OPINIÓN

Mauricio Gómez Amín

El milagro productivo

El crecimiento de Colombia comienza en las regiones. No puede seguir concentrado en unos pocos sectores ni depender de decisiones tomadas desde un escritorio en Bogotá.
8 de agosto de 2026 a las 7:05 a. m.

Colombia comienza una nueva etapa. El mandato del presidente Abelardo De La Espriella es claro: recuperar el orden y la seguridad, devolver la confianza y convertir la esperanza en resultados. Desde el Ministerio de Comercio, Industria y Turismo asumimos una responsabilidad decisiva para la Patria Milagro: ayudar a que el país vuelva a producir más, vender más, exportar más, atraer más turistas y generar más empleo. Como la llamó el presidente, la “berraquera productiva”.

Nuestra primera convicción es sencilla: el crecimiento de Colombia comienza en las regiones. No puede seguir concentrado en unos pocos sectores ni depender de decisiones tomadas desde un escritorio en Bogotá. El Ministerio será una agencia de crecimiento, inversión y desarrollo regional, presente donde están los empresarios, productores, comerciantes y emprendedores que sostienen la economía con su talento y su berraquera.

El primer objetivo será recuperar la inversión. Colombia necesita reglas claras, seguridad jurídica y un Gobierno que vea al empresario como aliado, no como adversario. Trabajaremos para destrabar proyectos y llevar capital nacional y extranjero hacia infraestructura, logística, energía, conectividad, agroindustria, turismo y servicios exportables. La confianza se construye cumpliendo la palabra y ofreciendo condiciones estables para invertir, crecer y contratar.

El segundo objetivo será fortalecer a las mipymes, que son la mayoría del tejido empresarial y una gran puerta de entrada al empleo. La Ruta Milagro será nuestro modelo de acompañamiento integral y concentrará la apuesta por las micro, pequeñas y medianas empresas.

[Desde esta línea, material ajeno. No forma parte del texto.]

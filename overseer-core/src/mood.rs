//! The boss mood model.
//!
//! Sixteen moods partitioned into five severity tiers (1 = positive,
//! 5 = chaotic). The LLM is free-running text generation, so the only
//! safety rail on its mood output is severity adjacency: a proposed mood
//! is accepted iff its tier is within ±1 of the current tier. Illegal
//! proposals are silently rejected and the current mood is retained —
//! the gate fails closed and never errors.

use serde::{Deserialize, Serialize};
use std::fmt;

/// One of the sixteen moods Jacobs can be in.
#[derive(Debug, Clone, Copy, PartialEq, Eq, Hash, Serialize, Deserialize)]
#[serde(rename_all = "SCREAMING_SNAKE_CASE")]
pub enum Mood {
    // Tier 1 — positive.
    /// Genuinely happy with how things are going.
    Pleased,
    /// Caught off guard by competence.
    Impressed,
    /// Feeling magnanimous; raises and favors may happen.
    Generous,

    // Tier 2 — neutral.
    /// Baseline managerial indifference.
    Neutral,
    /// Attention elsewhere; half-listening.
    Distracted,
    /// Quietly pleased with himself, not with you.
    Smug,

    // Tier 3 — annoyed.
    /// Something is grating on him.
    Irritated,
    /// Wants results now.
    Impatient,
    /// Convinced something is being hidden from him.
    Suspicious,

    // Tier 4 — hostile.
    /// Openly angry.
    Angry,
    /// Planning consequences.
    Vindictive,
    /// Calm in the way that precedes a firing.
    Menacing,

    // Tier 5 — chaotic.
    /// Shouting range.
    Furious,
    /// Erratic bursts of enthusiasm and rage.
    Manic,
    /// Everyone is out to get him.
    Paranoid,
    /// All restraint gone.
    Unhinged,
}

/// All moods, in tier order. Useful for exhaustive property tests.
pub const ALL_MOODS: [Mood; 16] = [
    Mood::Pleased,
    Mood::Impressed,
    Mood::Generous,
    Mood::Neutral,
    Mood::Distracted,
    Mood::Smug,
    Mood::Irritated,
    Mood::Impatient,
    Mood::Suspicious,
    Mood::Angry,
    Mood::Vindictive,
    Mood::Menacing,
    Mood::Furious,
    Mood::Manic,
    Mood::Paranoid,
    Mood::Unhinged,
];

impl Mood {
    /// Severity tier of this mood (1 = positive … 5 = chaotic).
    #[must_use]
    pub fn severity(self) -> u8 {
        match self {
            Self::Pleased | Self::Impressed | Self::Generous => 1,
            Self::Neutral | Self::Distracted | Self::Smug => 2,
            Self::Irritated | Self::Impatient | Self::Suspicious => 3,
            Self::Angry | Self::Vindictive | Self::Menacing => 4,
            Self::Furious | Self::Manic | Self::Paranoid | Self::Unhinged => 5,
        }
    }

    /// Wire name of this mood (uppercase, as the LLM sees it).
    #[must_use]
    pub fn as_str(self) -> &'static str {
        match self {
            Self::Pleased => "PLEASED",
            Self::Impressed => "IMPRESSED",
            Self::Generous => "GENEROUS",
            Self::Neutral => "NEUTRAL",
            Self::Distracted => "DISTRACTED",
            Self::Smug => "SMUG",
            Self::Irritated => "IRRITATED",
            Self::Impatient => "IMPATIENT",
            Self::Suspicious => "SUSPICIOUS",
            Self::Angry => "ANGRY",
            Self::Vindictive => "VINDICTIVE",
            Self::Menacing => "MENACING",
            Self::Furious => "FURIOUS",
            Self::Manic => "MANIC",
            Self::Paranoid => "PARANOID",
            Self::Unhinged => "UNHINGED",
        }
    }

    /// Parse a mood name, case-insensitively.
    ///
    /// Returns `None` for anything outside the sixteen-value vocabulary;
    /// callers fail closed to the current mood.
    #[must_use]
    pub fn from_name(name: &str) -> Option<Self> {
        let upper = name.trim().to_uppercase();
        ALL_MOODS.into_iter().find(|m| m.as_str() == upper)
    }

    /// Validate a proposed transition against the severity-adjacency rule.
    ///
    /// Returns `proposed` if `|severity(proposed) - severity(current)| <= 1`,
    /// otherwise `current` unchanged. Pure; never errors.
    #[must_use]
    pub fn validate_transition(current: Self, proposed: Self) -> Self {
        let delta = i16::from(current.severity()) - i16::from(proposed.severity());
        if delta.abs() <= 1 { proposed } else { current }
    }

    /// Gate a raw mood name from the LLM against the current mood.
    ///
    /// Unrecognized names and illegal jumps both resolve to `current`.
    #[must_use]
    pub fn gate(current: Self, proposed_name: &str) -> Self {
        match Self::from_name(proposed_name) {
            Some(proposed) => Self::validate_transition(current, proposed),
            None => current,
        }
    }
}

impl fmt::Display for Mood {
    fn fmt(&self, f: &mut fmt::Formatter<'_>) -> fmt::Result {
        write!(f, "{}", self.as_str())
    }
}
//! Exit codes and error messages.

mod common;

use common::Workspace;
use predicates::prelude::*;

#[test]
fn missing_template_dir_exits_three() {
    let ws = Workspace::new();
    ws.generate_with("shop", "no-such-dir", "out")
        .assert()
        .code(3)
        .stderr(predicate::str::contains("template directory not found"))
        .stderr(predicate::str::contains("Suggestions:"));
}

#[test]
fn empty_template_dir_is_rejected() {
    let ws = Workspace::new();
    std::fs::create_dir_all(ws.path("templates/.git")).unwrap();
    ws.generate("shop").assert().code(2);
    assert!(!ws.path("out").exists());
}

#[test]
fn missing_api_key_exits_four() {
    let ws = Workspace::new();
    ws.write("templates/main.tf", "# {{name}}\n");
    ws.infraplate()
        .args(["generate", "blueprint", "shop", "-t", "templates"])
        .assert()
        .code(4)
        .stderr(predicate::str::contains("No API key configured"))
        .stderr(predicate::str::contains("INFRAPLATE_API_KEY"));
}

#[test]
fn unreachable_api_exits_five() {
    let ws = Workspace::new();
    ws.write("templates/main.tf", "# {{name}}\n");
    // Port 9 (discard) on localhost is closed on test machines.
    ws.infraplate()
        .args(["generate", "blueprint", "shop", "-t", "templates"])
        .args(["--api-url", "http://127.0.0.1:9/api/v1", "--api-key", "k", "--timeout", "2"])
        .assert()
        .code(5);
    assert!(!ws.path("output").exists());
}

#[test]
fn bad_api_url_is_a_configuration_error() {
    let ws = Workspace::new();
    ws.infraplate()
        .args(["list-variables", "blueprint", "shop"])
        .args(["--api-url", "localhost:8082", "--api-key", "k"])
        .assert()
        .code(4)
        .stderr(predicate::str::contains("http://"));
}

#[test]
fn malformed_variables_file_exits_four() {
    let ws = Workspace::new();
    ws.write("templates/main.tf", "# {{name}}\n");
    ws.write("vars.json", "{\"region\": ");
    ws.generate("shop")
        .args(["--vars", "vars.json"])
        .assert()
        .code(4);
    assert!(!ws.path("out").exists());
}

#[test]
fn unknown_subcommand_exits_two() {
    let ws = Workspace::new();
    ws.infraplate().arg("explode").assert().code(2);
}

#[test]
fn unknown_config_key_exits_four() {
    let ws = Workspace::new();
    ws.infraplate()
        .args(["config", "get", "nope.nope"])
        .assert()
        .code(4)
        .stderr(predicate::str::contains("Unknown config key"));
}

#[test]
fn missing_explicit_config_file_exits_four() {
    let ws = Workspace::new();
    ws.infraplate()
        .args(["-c", "absent.toml", "config", "list"])
        .assert()
        .code(4);
}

No entregaremos apoyos aislados: acompañaremos los negocios de ‘los Nunca’ hasta que mejoren sus procesos y aumenten sus ventas.

Don Luis, el emprendedor de Caquetá que se convirtió en el primer beneficiario, representa a millones de colombianos que no piden que el Estado los cargue, sino herramientas para crecer. Su proceso tendrá cuatro etapas: diagnóstico y plan de acción, implementación de mejoras, acceso a mercados y financiación, y seguimiento. Queremos llevar ese método a todos los territorios.

Con Fenalco comenzamos la construcción del Plan Tenderos, estrategia dirigida a más de 500.000 tiendas de barrio, panaderías y pequeños negocios. Incorporaremos innovación y tecnología, y fortaleceremos su seguridad, productividad y rentabilidad. La formalidad debe dejar de sentirse como un castigo: debe abrir puertas al crédito, la capacitación y las oportunidades del Estado.

El tercer objetivo será fortalecer la industria nacional. Colombia debe transformar más de lo que produce, agregar valor, desarrollar proveedores locales e incorporar tecnología. Apostaremos por cadenas con potencial en agroindustria, manufacturas, salud, economía digital y servicios, y por infraestructura que conecte las capacidades regionales con los mercados.

El cuarto será exportar más y mejor. Ampliaremos destinos, defenderemos los intereses comerciales del país y convertiremos nuestra diplomacia en una fuerza de ventas de Colombia. Cada embajada, oficina comercial e instrumento de promoción deberá ayudar a abrir mercados, atraer inversión y acompañar a nuestras empresas para competir en el mundo. Buscaremos las mejores alianzas comerciales para Colombia, con Estados Unidos en los aranceles e inicialmente con Japón, los países andinos, Emiratos Árabes y El Salvador.

El quinto objetivo será aumentar el turismo y convertirlo en una política de crecimiento regional, empleo y exportación de servicios. No mediremos el éxito solo por el número de visitantes, sino por el gasto, el empleo y las oportunidades que generan. Promoveremos un turismo seguro y sostenible.

Y el sexto será llevar el Ministerio a las regiones con método y resultados. Construiremos agendas de trabajo conjunto con gobernadores, alcaldes, cámaras de comercio, gremios, universidades y empresarios. No haremos anuncios sin ejecución; más proyectos terminados, empresas creciendo y empleos creados.

Esta será una tarea de cuatro años y de todo un país. Gobierno, empresarios, trabajadores y regiones debemos volver a remar en la misma dirección. NUNCA más un Estado que le dé la espalda al que produce. Siempre al lado del colombiano que madruga, emprende, arriesga y trabaja honestamente. Así construiremos la Patria Milagro: con más inversión, más empresas, más exportaciones, más turistas, más empleo y más oportunidades para todos.